Understanding Student Loans: The Ultimate Guide | The Student Pocket Guide
The new academic year is just over a month away from starting and for many students who have just completed their ‘A’ Levels; the run-up to the start of their course at university is a very hectic time. After receiving their results and finding out which, if any, university they will be studying at, they have all manner of things to arrange before they enrol and attend their first lecture/seminar…
Accommodation, paperwork, clothes, stationery and textbooks are all essential, but without some finance behind it, paying for all that would at best be a massive challenge. To meet the cost of higher education, the vast majority of students take out Student Loans, which are taken out in their thousands every September, but how do they work and what do they entail?
What is a Student Loan?
Student Loans enable students to pay for everything they need – namely tuition fees, accommodation and other basics including food and utilities. They’re taken out every year of a course and are typically repaid as soon as a student graduates and enters full-time, paid employment.
Student Loans come in two forms, both of which are equally useful. They are:
- Tuition Fee Loans – pretty much self-explanatory. They help to pay exclusively for tuition fees, with the amount paid our dependent on how much the fees are.
- Maintenance Loans – they’re given out primarily to pay for every other cost incurred during a course such as food, textbooks, utility bills and living arrangements.
Understanding the application process
Filling in all the paperwork is usually the hardest part of applying for any loan, but nowadays, applying for a Student Loan can be done online on this website. To apply for a loan, you will need to do the following:
- Enter your name, email address and bank details
- Ensure you know how much your parents earn. This has a large bearing on how much money you’re entitled to
- You have to apply every year, in case your circumstances change
- Make sure you have your passport number and National Insurance number handy
- You’re given a Customer Reference Number to use for logging in- make sure you have it somewhere safe
All of this will make the application process a little less stressful than you may have anticipated, but you need to apply as soon as possible if you’re able to get your hands on the finances needed to make higher education possible.
Common application mistakes to avoid
As with anything else of similar importance, getting things wrong can be costly. Here are some of the most common mistakes made when applying for a Student Loan which should be circumvented at all costs:
- Giving some money from your maintenance loan to your university for tuition fee payment. The Tuition Fee Loan covers the cost of fees entirely
- Thinking taking out a Student Loan affects your credit score. It has impact upon that whatsoever, so you haven’t a thing to worry about
- Thinking you don’t have to pay back interest. In actual fact, you do, but it depends on how much money you earn after graduation
Overdrafts and loan eligibility
Student Loan eligibility is seldom dependent on your credit history. It will only be affected if you actually owe money to the Student Loans Company, the main lender to students.

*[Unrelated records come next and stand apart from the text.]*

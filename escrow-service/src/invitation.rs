//! Referral awards: when an invited user's first fee-bearing payment
//! settles, the inviter is granted promo credits. The award is unique per
//! invited user, so webhook redelivery and concurrent settlements cannot
//! grant twice.

use crate::error::EscrowError;
use crate::models::{Invitation, NewInvitationAward, NewPromoCredit, Payment};
use crate::notify;
use crate::schema::{invitation_awards, invitations, payments, promo_credits};
use diesel::prelude::*;
use diesel_async::{AsyncConnection, AsyncPgConnection, RunQueryDsl};
use serde_json::json;
use shared::{Cents, CreditKind, PaymentStatus};
use tracing::{info, warn};
use uuid::Uuid;

#[derive(Debug, Clone)]
pub struct AwardOutcome {
    pub inviter_id: Uuid,
    pub kind: CreditKind,
    pub uses: i32,
}

/// Fixed award table, keyed by the invited user's role.
pub fn award_for_role(role: &str) -> Option<(CreditKind, i32)> {
    match role {
        "customer" => Some((CreditKind::FullWaiver, 1)),
        "mechanic" => Some((CreditKind::PartialDiscount, 5)),
        _ => None,
    }
}

pub fn describe_award(kind: CreditKind, uses: i32) -> String {
    match kind {
        CreditKind::FullWaiver if uses == 1 => "1 free platform fee credit".to_string(),
        CreditKind::FullWaiver => format!("{uses} free platform fee credits"),
        CreditKind::PartialDiscount => format!("{uses} x $5 off platform fee credits"),
    }
}

/// Award the inviter if this settlement is the invited user's first
/// qualifying (fee-bearing, succeeded) payment. No-op without an
/// invitation, on zero fee, or on any repeat.
pub async fn maybe_award(
    conn: &mut AsyncPgConnection,
    event_id: &str,
    payment: &Payment,
) -> Result<Option<AwardOutcome>, EscrowError> {
    if !payment.platform_fee_cents.is_positive() {
        return Ok(None);
    }

    let invitation = invitations::table
        .filter(invitations::invited_id.eq(payment.customer_id))
        .first::<Invitation>(conn)
        .await
        .optional()?;
    let Some(invitation) = invitation else {
        return Ok(None);
    };

    let Some((kind, uses)) = award_for_role(&invitation.invited_role) else {
        warn!(
            invitation_id = %invitation.id,
            role = %invitation.invited_role,
            "invitation with unknown role, no award"
        );
        return Ok(None);
    };

    let payment = payment.clone();
    let event_id = event_id.to_string();
    let outcome = conn
        .transaction::<Option<AwardOutcome>, EscrowError, _>(|conn| {
            Box::pin(async move {
                // First-qualifying check, evaluated against the award
                // insert in the same transaction; the unique constraint on
                // invited_id settles any remaining race.
                let earlier: i64 = payments::table
                    .filter(payments::customer_id.eq(payment.customer_id))
                    .filter(payments::status.eq(PaymentStatus::Succeeded))
                    .filter(payments::platform_fee_cents.gt(Cents::ZERO))
                    .filter(payments::id.ne(payment.id))
                    .count()
                    .get_result(conn)
                    .await?;
                if earlier > 0 {
                    return Ok(None);
                }

                let award = NewInvitationAward {
                    id: Uuid::new_v4(),
                    invitation_id: invitation.id,
                    invited_id: invitation.invited_id,
                    payment_id: payment.id,
                    processor_event_id: event_id,
                    award_kind: kind,
                };
                let inserted = diesel::insert_into(invitation_awards::table)
                    .values(&award)
                    .on_conflict(invitation_awards::invited_id)
                    .do_nothing()
                    .execute(conn)
                    .await?;
                if inserted == 0 {
                    return Ok(None);
                }

                let credit = NewPromoCredit {
                    id: Uuid::new_v4(),
                    user_id: invitation.inviter_id,
                    kind,
                    remaining_uses: uses,
                };
                diesel::insert_into(promo_credits::table)
                    .values(&credit)
                    .execute(conn)
                    .await?;

                notify::enqueue(
                    conn,
                    invitation.inviter_id,
                    "invitation_reward",
                    "Referral Reward Earned!",
                    format!(
                        "Your friend completed their first job! You earned {}.",
                        describe_award(kind, uses)
                    ),
                    json!({ "credit_kind": kind, "uses": uses }),
                )
                .await?;

                Ok(Some(AwardOutcome {
                    inviter_id: invitation.inviter_id,
                    kind,
                    uses,
                }))
            })
        })
        .await?;

    if let Some(award) = &outcome {
        info!(
            inviter_id = %award.inviter_id,
            kind = %award.kind,
            uses = award.uses,
            "invitation award granted"
        );
    }

    Ok(outcome)
}

#[cfg(test)]
mod tests {
    use super::*;

    #[test]
    fn award_table_by_invited_role() {
        assert_eq!(
            award_for_role("customer"),
            Some((CreditKind::FullWaiver, 1))
        );
        assert_eq!(
            award_for_role("mechanic"),
            Some((CreditKind::PartialDiscount, 5))
        );
        assert_eq!(award_for_role("admin"), None);
    }

    #[test]
    fn award_descriptions_read_naturally() {
        assert_eq!(
            describe_award(CreditKind::FullWaiver, 1),
            "1 free platform fee credit"
        );
        assert_eq!(
            describe_award(CreditKind::PartialDiscount, 5),
            "5 x $5 off platform fee credits"
        );
    }
}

Something else you need to know is that repayment of loans from them is manageable which means that they’re unlikely to come knocking on your door asking for immediate payment.
When it comes to overdrafts, the important thing is to be wise when activating it. The less you use, the less you have to pay back later on in life, but there are a few other things to remember, especially when added extras are concerned.

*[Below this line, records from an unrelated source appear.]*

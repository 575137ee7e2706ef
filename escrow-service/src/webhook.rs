//! Processor webhook intake: verify authenticity, fence on the event id,
//! dispatch to the per-kind handler, and only then record the event as
//! processed. A handler failure leaves no dedup row and surfaces as a
//! retryable 5xx so the transport redelivers.

use crate::error::EscrowError;
use crate::events;
use crate::models::NewWebhookEvent;
use crate::schema::webhook_events;
use diesel::prelude::*;
use diesel_async::{AsyncPgConnection, RunQueryDsl};
use hmac::{Hmac, Mac};
use serde::Serialize;
use sha2::Sha256;
use shared::ProcessorEvent;
use std::time::{SystemTime, UNIX_EPOCH};
use tracing::{debug, info, warn};

#[derive(Debug, thiserror::Error)]
pub enum WebhookError {
    #[error("missing signature header")]
    MissingSignature,
    #[error("invalid signature: {0}")]
    InvalidSignature(String),
    #[error("timestamp tolerance exceeded: {0}")]
    TimestampTolerance(String),
    #[error("malformed payload: {0}")]
    MalformedPayload(String),
    #[error("missing webhook secret")]
    MissingSecret,
    #[error("event processing failed: {0}")]
    ProcessingFailed(String),
}

impl WebhookError {
    pub fn status_code(&self) -> u16 {
        match self {
            WebhookError::MissingSignature | WebhookError::InvalidSignature(_) => 401,
            WebhookError::TimestampTolerance(_) | WebhookError::MalformedPayload(_) => 400,
            WebhookError::MissingSecret => 500,
            // Retryable: the transport must redeliver.
            WebhookError::ProcessingFailed(_) => 500,
        }
    }
}

impl From<EscrowError> for WebhookError {
    fn from(e: EscrowError) -> Self {
        WebhookError::ProcessingFailed(e.to_string())
    }
}

#[derive(Debug, Serialize)]
pub struct EventAck {
    pub received: bool,
    #[serde(skip_serializing_if = "std::ops::Not::not")]
    pub already_processed: bool,
}

/// Event kinds this service settles. The dispatch table lives in
/// [`dispatch`]; anything unrecognized is acknowledged and ignored.
#[derive(Debug, Clone, Copy, PartialEq, Eq)]
pub enum EventKind {
    HoldSucceeded,
    HoldFailed,
    HoldCancelled,
    HoldRequiresAction,
    HoldProcessing,
    PayoutMethodAttached,
    PayoutMethodDetached,
    AccountUpdated,
    ChargeRefunded,
    DisputeCreated,
    TransferCreated,
    TransferFailed,
    PayoutPaid,
}

impl EventKind {
    pub fn from_type(event_type: &str) -> Option<Self> {
        match event_type {
            "hold.succeeded" => Some(Self::HoldSucceeded),
            "hold.failed" => Some(Self::HoldFailed),
            "hold.canceled" => Some(Self::HoldCancelled),
            "hold.requires_action" => Some(Self::HoldRequiresAction),
            "hold.processing" => Some(Self::HoldProcessing),
            "payout_method.attached" => Some(Self::PayoutMethodAttached),
            "payout_method.detached" => Some(Self::PayoutMethodDetached),
            "account.updated" => Some(Self::AccountUpdated),
            "charge.refunded" => Some(Self::ChargeRefunded),
            "dispute.created" => Some(Self::DisputeCreated),
            "transfer.created" => Some(Self::TransferCreated),
            "transfer.failed" => Some(Self::TransferFailed),
            "payout.paid" => Some(Self::PayoutPaid),
            _ => None,
        }
    }
}

/// Full intake path for one delivery.
pub async fn handle_event(
    conn: &mut AsyncPgConnection,
    signature_header: Option<&str>,
    payload: &[u8],
    webhook_secret: &str,
    tolerance_seconds: i64,
) -> Result<EventAck, WebhookError> {
    verify_signature(payload, signature_header, webhook_secret, tolerance_seconds)?;

    let event: ProcessorEvent = serde_json::from_slice(payload)
        .map_err(|e| WebhookError::MalformedPayload(format!("JSON parse error: {e}")))?;

    debug!(event_id = %event.id, event_type = %event.event_type, "processing webhook event");

    // Idempotency fence: a recorded event has fully committed its side
    // effects; acknowledge without re-running anything.
    let seen = webhook_events::table
        .find(&event.id)
        .select(webhook_events::event_id)
        .first::<String>(conn)
        .await
        .optional()
        .map_err(|e| WebhookError::ProcessingFailed(e.to_string()))?;
    if seen.is_some() {
        info!(event_id = %event.id, "event already processed, skipping");
        return Ok(EventAck {
            received: true,
            already_processed: true,
        });
    }

    match EventKind::from_type(&event.event_type) {
        Some(kind) => events::dispatch(conn, kind, &event).await?,
        None => {
            info!(event_type = %event.event_type, "ignoring unsupported event type");
        }
    }

    // Recorded only after every side effect succeeded. The handlers are
    // row-level idempotent, so a crash between their commit and this
    // insert is safe: redelivery replays onto keyed upserts.
    let record = NewWebhookEvent {
        event_id: event.id.clone(),
        event_type: event.event_type.clone(),
    };
    diesel::insert_into(webhook_events::table)
        .values(&record)
        .on_conflict(webhook_events::event_id)
        .do_nothing()
        .execute(conn)
        .await
        .map_err(|e| WebhookError::ProcessingFailed(e.to_string()))?;

    info!(event_id = %event.id, event_type = %event.event_type, "event processed");

    Ok(EventAck {
        received: true,
        already_processed: false,
    })
}

/// Verify the `t=<unix>,v1=<hex>` signature header: HMAC-SHA256 over
/// `"{timestamp}.{payload}"` with the shared secret, constant-time
/// comparison, bounded clock skew.
pub fn verify_signature(
    payload: &[u8],
    signature_header: Option<&str>,
    webhook_secret: &str,
    tolerance_seconds: i64,
) -> Result<(), WebhookError> {
    if webhook_secret.is_empty() {
        return Err(WebhookError::MissingSecret);
    }

    let header = signature_header.ok_or(WebhookError::MissingSignature)?;

    let mut timestamp: Option<i64> = None;
    let mut signatures: Vec<&str> = Vec::new();

    for part in header.split(',') {
        let kv: Vec<&str> = part.splitn(2, '=').collect();
        if kv.len() != 2 {
            continue;
        }
        match kv[0] {
            "t" => timestamp = kv[1].parse().ok(),
            "v1" => signatures.push(kv[1]),
            _ => {}
        }
    }

    let timestamp = timestamp.ok_or_else(|| {
        WebhookError::InvalidSignature("missing timestamp in signature header".to_string())
    })?;
    if signatures.is_empty() {
        return Err(WebhookError::InvalidSignature("no v1 signature found".to_string()));
    }

    let current_time = SystemTime::now()
        .duration_since(UNIX_EPOCH)
        .map_err(|e| WebhookError::InvalidSignature(format!("system time error: {e}")))?
        .as_secs() as i64;

    let time_diff = (current_time - timestamp).abs();
    if time_diff > tolerance_seconds {
        return Err(WebhookError::TimestampTolerance(format!(
            "timestamp {timestamp} differs from current time {current_time} by {time_diff}s (tolerance: {tolerance_seconds}s)"
        )));
    }

    let signed_payload = format!("{}.{}", timestamp, String::from_utf8_lossy(payload));

    type HmacSha256 = Hmac<Sha256>;
    let mut mac = HmacSha256::new_from_slice(webhook_secret.as_bytes())
        .map_err(|e| WebhookError::InvalidSignature(format!("HMAC init error: {e}")))?;
    mac.update(signed_payload.as_bytes());
    let expected = hex::encode(mac.finalize().into_bytes());

    let valid = signatures.iter().any(|sig| {
        expected.as_bytes().len() == sig.as_bytes().len()
            && expected
                .as_bytes()
                .iter()
                .zip(sig.as_bytes())
                .fold(0u8, |acc, (a, b)| acc | (a ^ b))
                == 0
    });

    if !valid {
        warn!("webhook signature mismatch");
        return Err(WebhookError::InvalidSignature("signature mismatch".to_string()));
    }

    Ok(())
}

#[cfg(test)]
mod tests {
    use super::*;

    fn sign(payload: &[u8], secret: &str, timestamp: i64) -> String {
        type HmacSha256 = Hmac<Sha256>;
        let signed_payload = format!("{}.{}", timestamp, String::from_utf8_lossy(payload));
        let mut mac = HmacSha256::new_from_slice(secret.as_bytes()).unwrap();
        mac.update(signed_payload.as_bytes());
        hex::encode(mac.finalize().into_bytes())
    }

    #[test]
    fn accepts_a_valid_signature() {
        let payload = br#"{"id":"evt_test","type":"hold.succeeded","data":{"object":{}}}"#;
        let secret = "whsec_test_secret";
        let timestamp = 1234567890i64;
        let header = format!("t={},v1={}", timestamp, sign(payload, secret, timestamp));

        let result = verify_signature(payload, Some(&header), secret, i64::MAX);
        assert!(result.is_ok());
    }

    #[test]
    fn rejects_a_wrong_signature() {
        let payload = br#"{"id":"evt_test"}"#;
        let header = format!(
            "t=1234567890,v1={}",
            "0".repeat(64)
        );
        let result = verify_signature(payload, Some(&header), "whsec_test_secret", i64::MAX);
        assert!(matches!(result, Err(WebhookError::InvalidSignature(_))));
    }

    #[test]
    fn rejects_a_missing_header() {
        let result = verify_signature(b"test", None, "secret", 300);
        assert!(matches!(result, Err(WebhookError::MissingSignature)));
    }

    #[test]
    fn rejects_a_stale_timestamp() {
        let payload = b"test";
        let secret = "whsec_test_secret";
        let old = 1000i64;
        let header = format!("t={},v1={}", old, sign(payload, secret, old));

        let result = verify_signature(payload, Some(&header), secret, 300);
        assert!(matches!(result, Err(WebhookError::TimestampTolerance(_))));
    }

    #[test]
    fn rejects_an_empty_secret() {
        let result = verify_signature(b"test", Some("t=1,v1=aa"), "", 300);
        assert!(matches!(result, Err(WebhookError::MissingSecret)));
    }

    #[test]
    fn dispatch_table_covers_the_settlement_events() {
        let cases = [
            ("hold.succeeded", EventKind::HoldSucceeded),
            ("hold.failed", EventKind::HoldFailed),
            ("hold.canceled", EventKind::HoldCancelled),
            ("hold.requires_action", EventKind::HoldRequiresAction),
            ("hold.processing", EventKind::HoldProcessing),
            ("payout_method.attached", EventKind::PayoutMethodAttached),
            ("payout_method.detached", EventKind::PayoutMethodDetached),
            ("account.updated", EventKind::AccountUpdated),
            ("charge.refunded", EventKind::ChargeRefunded),
            ("dispute.created", EventKind::DisputeCreated),
            ("transfer.created", EventKind::TransferCreated),
            ("transfer.failed", EventKind::TransferFailed),
            ("payout.paid", EventKind::PayoutPaid),
        ];
        for (name, kind) in cases {
            assert_eq!(EventKind::from_type(name), Some(kind), "{name}");
        }
        assert_eq!(EventKind::from_type("balance.updated"), None);
    }

    #[test]
    fn retryable_errors_map_to_500() {
        assert_eq!(
            WebhookError::ProcessingFailed("db down".into()).status_code(),
            500
        );
        assert_eq!(WebhookError::MissingSignature.status_code(), 401);
        assert_eq!(
            WebhookError::MalformedPayload("not json".into()).status_code(),
            400
        );
    }
}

“As almost all student accounts come with overdrafts as standard these days, look at what is available alongside the account, instead of simply opting for the one with the highest limit”, said Dan Bowen in a piece for the Guardian.
Credit Rating and eligibility
Your credit score is determined by numerous factors. Past debts play a big role in a credit score result. “As long as you don’t owe the Student Loan Company anything already, you should be fine. Having a bad credit rating has no impact whatsoever on your eligibility for a loan, which will come as a relief to many people who have a history of bad financial management. You can make any cuts to increase you’re saving, then set up a budget for essentials and stick to it,” says a spokesperson from Yorkshire Building Society. Repayments are only taken from future earnings, which will come as a relief to those of you with concerns about your credit rating.
Repayment and coping with loan debt
This is the biggest concern that many students will have, especially when graduation is on the horizon and the search for that first post-graduation role begins. Something that all students need to know about the debt accumulated through Student Loans is that it’s a ‘good debt’ – this means that it can be paid back in a manageable way and there is no set time limit on repayment in full.
Repayment begins if you find a job after graduation that pays at least £21,000 a year from 2016. From that point, you pay a small amount back every month, which doesn’t eat into your income, but the more you earn, the more you’re expected to pay back. If notifying an employer of your loan, the money will be taken out of your pay cheque automatically.
Interest is payable, but like the total initial repayments, the amount is dependent entirely on your income. If earning at least £21,000 per annum but less than £41,000, you will pay anything up to 3% on interest. Anyone with student debt who earns over that threshold will pay more than 3% interest, with the amount rising for every extra pound earned.
It’s possible to repay all your debts in one go. However, to do this, you need to make sure you have the funds to do so, and you have to contact the Student Loans Company directly.